use crate::domain::article::entity::{Article, ArticleUpdate, NewArticle};
use crate::domain::article::value_objects::{ArticleId, ArticleSlug};
use crate::domain::errors::DomainResult;
use crate::domain::pagination::PageRequest;
use async_trait::async_trait;

/// Conjunctive listing filter.
#[derive(Debug, Clone, Default)]
pub struct ArticleListFilter {
    pub published_only: bool,
    pub category: Option<String>,
    /// Case-insensitive substring of the title.
    pub search: Option<String>,
}

#[async_trait]
pub trait ArticleWriteRepository: Send + Sync {
    /// `None` when the insert affected no rows.
    async fn insert(&self, article: NewArticle) -> DomainResult<Option<Article>>;
    /// `None` when no article has the update's id.
    async fn update(&self, update: ArticleUpdate) -> DomainResult<Option<Article>>;
    /// `false` when nothing was deleted.
    async fn delete(&self, id: ArticleId) -> DomainResult<bool>;
}

#[async_trait]
pub trait ArticleReadRepository: Send + Sync {
    async fn find_by_id(&self, id: ArticleId) -> DomainResult<Option<Article>>;
    async fn find_by_slug(&self, slug: &ArticleSlug) -> DomainResult<Option<Article>>;
    /// One page ordered newest first, plus the total number of matches.
    async fn list_page(
        &self,
        filter: &ArticleListFilter,
        page: PageRequest,
    ) -> DomainResult<(Vec<Article>, u64)>;
}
════
● **Exercise instructions**
Would you output, from the records above, exactly the run of lines that starts at the line containing "async fn update(&self, update: ArticleUpdate)" and ends at the line containing "async fn find_by_slug(&self, slug: &ArticleSlug)", and only that run?

● **Exercise answer**
    async fn update(&self, update: ArticleUpdate) -> DomainResult<Option<Article>>;
    /// `false` when nothing was deleted.
    async fn delete(&self, id: ArticleId) -> DomainResult<bool>;
}

#[async_trait]
pub trait ArticleReadRepository: Send + Sync {
    async fn find_by_id(&self, id: ArticleId) -> DomainResult<Option<Article>>;
    async fn find_by_slug(&self, slug: &ArticleSlug) -> DomainResult<Option<Article>>;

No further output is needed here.